Double L part 11

7 0 0
                                    

Pukul tujuh malam kami memutuskan untuk pulang setelah Putri merengek minta boneka beruang yang super besar. Kalau Putra cukup membeli satu set lego.

"Iya, Mbak? Iya ini aku udah deket. Mbak udah di rumahku?" Aku beralih menatap Lutfi. Ia nampak tenang, meski tangannya terlihat mencengkeram stir.

Mbak Salma terlihat berdiri di depan gerbang rumahku. Ia segera menghampiri begitu mobil berhenti. Samar, aku mendengar Lutfi menghela napas.

"Coba pikirkan baik-baik, ya. Ini yang terakhir aku bilang ke kamu. Kalian tetap sedarah, tetap saudara sedarah." Aku memelankan suaraku agar tak terdengar oleh Putra.
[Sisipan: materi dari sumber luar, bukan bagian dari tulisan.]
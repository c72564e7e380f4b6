//! Listing filters.

use std::fmt;
use std::str::FromStr;

use serde::{Deserialize, Serialize};

use super::model::Node;

/// Which children a listing returns.
#[derive(Debug, Clone, Copy, PartialEq, Eq, Hash, Default, Serialize, Deserialize)]
#[serde(rename_all = "lowercase")]
pub enum ListFilter {
    /// Every non-trashed node.
    #[default]
    Active,
    /// Starred, non-trashed nodes.
    Starred,
    /// Trashed nodes only.
    Trashed,
}

impl ListFilter {
    /// Whether `node` passes this filter.
    pub fn matches(&self, node: &Node) -> bool {
        match self {
            Self::Active => !node.is_trashed,
            Self::Starred => node.is_starred && !node.is_trashed,
            Self::Trashed => node.is_trashed,
        }
    }

    /// Lowercase name as used in query strings.
    pub fn as_str(&self) -> &'static str {
        match self {
            Self::Active => "active",
            Self::Starred => "starred",
            Self::Trashed => "trashed",
        }
    }
}

impl fmt::Display for ListFilter {
    fn fmt(&self, f: &mut fmt::Formatter<'_>) -> fmt::Result {
        f.write_str(self.as_str())
    }
}

impl FromStr for ListFilter {
    type Err = String;

    fn from_str(s: &str) -> Result<Self, Self::Err> {
        match s.to_ascii_lowercase().as_str() {
            "active" | "all" => Ok(Self::Active),
            "starred" => Ok(Self::Starred),
            "trashed" | "trash" => Ok(Self::Trashed),
            other => Err(format!("Unknown list filter: '{other}'")),
        }
    }
}

#[cfg(test)]
mod tests {
    use super::*;
    use crate::node::model::NewNode;

    #[test]
    fn test_filter_matrix() {
        let mut node = NewNode::folder("o", None, "a".into()).into_node("/a".into());
        assert!(ListFilter::Active.matches(&node));
        assert!(!ListFilter::Starred.matches(&node));

        node.is_starred = true;
        assert!(ListFilter::Starred.matches(&node));

        node.is_trashed = true;
        assert!(!ListFilter::Active.matches(&node));
        assert!(!ListFilter::Starred.matches(&node));
        assert!(ListFilter::Trashed.matches(&node));
    }

    #[test]
    fn test_parse_aliases() {
        assert_eq!("trash".parse::<ListFilter>(), Ok(ListFilter::Trashed));
        assert_eq!("ALL".parse::<ListFilter>(), Ok(ListFilter::Active));
        assert!("recent".parse::<ListFilter>().is_err());
    }
}
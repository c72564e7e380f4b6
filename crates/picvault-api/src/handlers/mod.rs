//! Route handlers organized by domain.

pub mod auth;
pub mod file;
pub mod folder;
pub mod health;
pub mod node;
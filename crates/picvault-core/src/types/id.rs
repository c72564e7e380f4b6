//! Newtype wrappers around [`uuid::Uuid`] for all domain entity identifiers.
//!
//! Owner identifiers come from the identity provider and are plain
//! strings; only ids generated by PicVault itself get a newtype here.
//! When the `sqlx` feature is enabled, each ID type also implements
//! `sqlx::Type`, `sqlx::Encode`, and `sqlx::Decode` for PostgreSQL.

use std::fmt;
use std::str::FromStr;

use serde::{Deserialize, Serialize};
use uuid::Uuid;

/// Macro to define a newtype ID wrapper around `Uuid`.
macro_rules! define_id {
    (
        $(#[$meta:meta])*
        $name:ident
    ) => {
        $(#[$meta])*
        #[derive(Debug, Clone, Copy, PartialEq, Eq, PartialOrd, Ord, Hash, Serialize, Deserialize)]
        #[serde(transparent)]
        pub struct $name(pub Uuid);

        impl $name {
            /// Create a new random identifier.
            pub fn new() -> Self {
                Self(Uuid::new_v4())
            }

            /// Create an identifier from an existing UUID.
            pub fn from_uuid(uuid: Uuid) -> Self {
                Self(uuid)
            }

            /// Return the inner UUID value.
            pub fn into_uuid(self) -> Uuid {
                self.0
            }

            /// Return a reference to the inner UUID.
            pub fn as_uuid(&self) -> &Uuid {
                &self.0
            }
        }

        impl Default for $name {
            fn default() -> Self {
                Self::new()
            }
        }

        impl fmt::Display for $name {
            fn fmt(&self, f: &mut fmt::Formatter<'_>) -> fmt::Result {
                write!(f, "{}", self.0)
            }
        }

        impl FromStr for $name {
            type Err = uuid::Error;

            fn from_str(s: &str) -> Result<Self, Self::Err> {
                Uuid::parse_str(s).map(Self)
            }
        }

        impl From<Uuid> for $name {
            fn from(uuid: Uuid) -> Self {
                Self(uuid)
            }
        }

        impl From<$name> for Uuid {
            fn from(id: $name) -> Uuid {
                id.0
            }
        }

        #[cfg(feature = "sqlx")]
        impl sqlx::Type<sqlx::Postgres> for $name {
            fn type_info() -> sqlx::postgres::PgTypeInfo {
                <Uuid as sqlx::Type<sqlx::Postgres>>::type_info()
            }
        }

        #[cfg(feature = "sqlx")]
        impl<'q> sqlx::Encode<'q, sqlx::Postgres> for $name {
            fn encode_by_ref(
                &self,
                buf: &mut <sqlx::Postgres as sqlx::Database>::ArgumentBuffer<'q>,
            ) -> Result<sqlx::encode::IsNull, sqlx::error::BoxDynError> {
                <Uuid as sqlx::Encode<'q, sqlx::Postgres>>::encode_by_ref(&self.0, buf)
            }
        }

        #[cfg(feature = "sqlx")]
        impl<'r> sqlx::Decode<'r, sqlx::Postgres> for $name {
            fn decode(
                value: <sqlx::Postgres as sqlx::Database>::ValueRef<'r>,
            ) -> Result<Self, sqlx::error::BoxDynError> {
                <Uuid as sqlx::Decode<'r, sqlx::Postgres>>::decode(value).map(Self)
            }
        }
    };
}

define_id!(
    /// Unique identifier for a node (file or folder).
    NodeId
);
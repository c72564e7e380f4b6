//! `AuthUser` extractor: pulls the bearer token from the Authorization header,
//! validates it, and injects the owner context.

use axum::extract::FromRequestParts;
use axum::http::header::AUTHORIZATION;
use axum::http::request::Parts;

use picvault_auth::{Claims, UserProfile};
use picvault_core::error::AppError;
use picvault_service::RequestContext;

use crate::error::ApiError;
use crate::state::AppState;

/// Extracted authenticated user context available in handlers.
#[derive(Debug, Clone)]
pub struct AuthUser {
    ctx: RequestContext,
    claims: Claims,
}

impl AuthUser {
    /// Returns the inner `RequestContext`.
    pub fn context(&self) -> &RequestContext {
        &self.ctx
    }

    /// Profile fields carried by the token.
    pub fn profile(&self) -> UserProfile {
        self.claims.profile()
    }
}

impl std::ops::Deref for AuthUser {
    type Target = RequestContext;
    fn deref(&self) -> &Self::Target {
        &self.ctx
    }
}

impl FromRequestParts<AppState> for AuthUser {
    type Rejection = ApiError;

    async fn from_request_parts(
        parts: &mut Parts,
        state: &AppState,
    ) -> Result<Self, Self::Rejection> {
        let auth_header = parts
            .headers
            .get(AUTHORIZATION)
            .and_then(|v| v.to_str().ok())
            .ok_or_else(|| AppError::authentication("Missing Authorization header"))?;

        let token = bearer_token(auth_header)
            .ok_or_else(|| AppError::authentication("Invalid Authorization header format"))?;

        let claims = state.jwt_decoder.decode(token)?;
        let ctx = RequestContext::from_claims(&claims);

        Ok(AuthUser { ctx, claims })
    }
}

/// The token part of a `Bearer <token>` header value.
fn bearer_token(header: &str) -> Option<&str> {
    let (scheme, token) = header.trim().split_once(' ')?;
    let token = token.trim();
    (scheme.eq_ignore_ascii_case("bearer") && !token.is_empty()).then_some(token)
}
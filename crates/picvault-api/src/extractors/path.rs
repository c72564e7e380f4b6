//! Typed path parameter helpers.

use axum::extract::{FromRequestParts, Path};
use axum::http::request::Parts;

use picvault_core::error::AppError;
use picvault_core::types::NodeId;

use crate::error::ApiError;

/// Parses a node id from a path segment.
pub fn parse_node_id(s: &str) -> Result<NodeId, AppError> {
    s.parse::<NodeId>()
        .map_err(|_| AppError::invalid_argument(format!("Invalid node id: {s}")))
}

/// `{id}` path segment parsed as a [`NodeId`].
///
/// Malformed ids are rejected with the standard error body instead of
/// Axum's plain-text rejection.
#[derive(Debug, Clone, Copy)]
pub struct NodeIdPath(pub NodeId);

impl<S: Send + Sync> FromRequestParts<S> for NodeIdPath {
    type Rejection = ApiError;

    async fn from_request_parts(parts: &mut Parts, state: &S) -> Result<Self, Self::Rejection> {
        let Path(raw) = Path::<String>::from_request_parts(parts, state)
            .await
            .map_err(|e| AppError::invalid_argument(format!("Invalid path: {e}")))?;
        Ok(Self(parse_node_id(&raw)?))
    }
}

#[cfg(test)]
mod tests {
    use super::*;

    #[test]
    fn test_parse_node_id() {
        let id = NodeId::new();
        assert_eq!(parse_node_id(&id.to_string()).unwrap(), id);
        let err = parse_node_id("not-a-uuid").unwrap_err();
        assert_eq!(err.kind, picvault_core::error::ErrorKind::InvalidArgument);
    }
}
Pintu sampingku terbuka. Mbak Salma muncul di pintu, "Aduh, maaf sekali, Mbak jadi merepotkan kam--kalian." Seraya mengambil alih Putri yang tertidur di pangkuanku dan menatap Lutfi ragu.

"Dadah, Om! Kapan-kapan main lagi ya?" Sebelum loncat turun, Putra berseru sambil merangkul Lutfi dari belakang. Aku tahu dan bisa merasakan jika Mbak Salma mematung takjub di sampingku. Ada kehangatan yang tiba-tiba menyeruak.

"Pasti, Jagoan!" Lutfi mengacak rambut Putra penuh kasih sayang.

"Sudah malam, Sayang. Ayo turun." Mbak Salma membuka pintu belakang.

"Terimakasih, Intan.. Lutfi juga." Mbak Salma bahkan hampir menangis saat mengatakannya. Aku mengangguk dengan lega, entah kenapa. Mobil Mbak Salma berlalu meninggalkan rumahku.

Aku tersadar oleh bunyi pintu yang tertutup. Lutfi sudah keluar dari mobil. Aku turun mengejarnya.

Dengan sengaja aku menghalanginya yang hendak membuka gerbang. Ia menaikkan satu alisnya, bertanya ada apa.

"Mau bilang sesuatu?" Kataku memancing.

"Well, makasih. Udah, kan? Sekarang lo minggir." Katanya tanpa mau basa-basi.

"Bukan itu." Aku mengerucutkan bibir.

"Terus apa?"

"Kamu pikir lagi." Desakku.

"Ck! Lo ribet ya." Ia mengacak rambutnya dengan kesal.

"Ya udah deh. Nggak penting kok." Aku tersenyum pahit sebelum berbalik pergi. Tapi langkahku tertahan, tanganku dicekal oleh Lutfi. Aku berbalik dan mulutku yang hendak bertanya terhenti ketika Lutfi memelukku. Aku lupa caranya bernapas seketika. Aku bisa merasakan denyut jantungnya yang teratur. Kedua tanganku mendadak kaku.

"Kamu kenapa?" Tanyaku hati-hati.

"Gue nggak tahu harus berterimakasih gimana ke lo.." jawabnya lirih.

Aku tersenyum. Aku kira Lutfi ingat dengan hari ini. Karena aku sendiri juga hampir lupa.

"Cukup menjadi Lutfi yang nggak menyebalkan." Aku menepuk-nepuk pundaknya.

"Oh, itu udah jadi peran gue." Katanya datar. Aku tidak tahan untuk tertawa. Aku merasa pelukannya di tubuhku lepas. Dan aku merasa kehilangan.

"Lucunya dimana?" Ia mengerutkan alis, yang membuatku semakin terpingkal. Dan ketika aku sibuk tertawa, aku luput memperhatikan jika seseorang sedang berdiri menatap kami berdua.

"Siska?" Lutfi nampak terkejut ketika Siska melangkah mendekat. Tawaku langsung tersumpal.

"Kamu kapan datang?"

Bahkan Lutfi memanggilnya dengan 'kamu'. Aku menghela napas dan berbalik. "Aku duluan ya. Mau mandi."

"Tadi naik taksi. Mobil lagi di bengkel." Jawaban Siska mengalihkan perhatian Lutfi.

"Kamu nggak apa-apa, kan?" Lutfi bertanya khawatir.

"Aku baik-baik aja, Lutfi Sayang. Dokter juga bilang begitu." Siska menggamit kedua lengan Lutfi.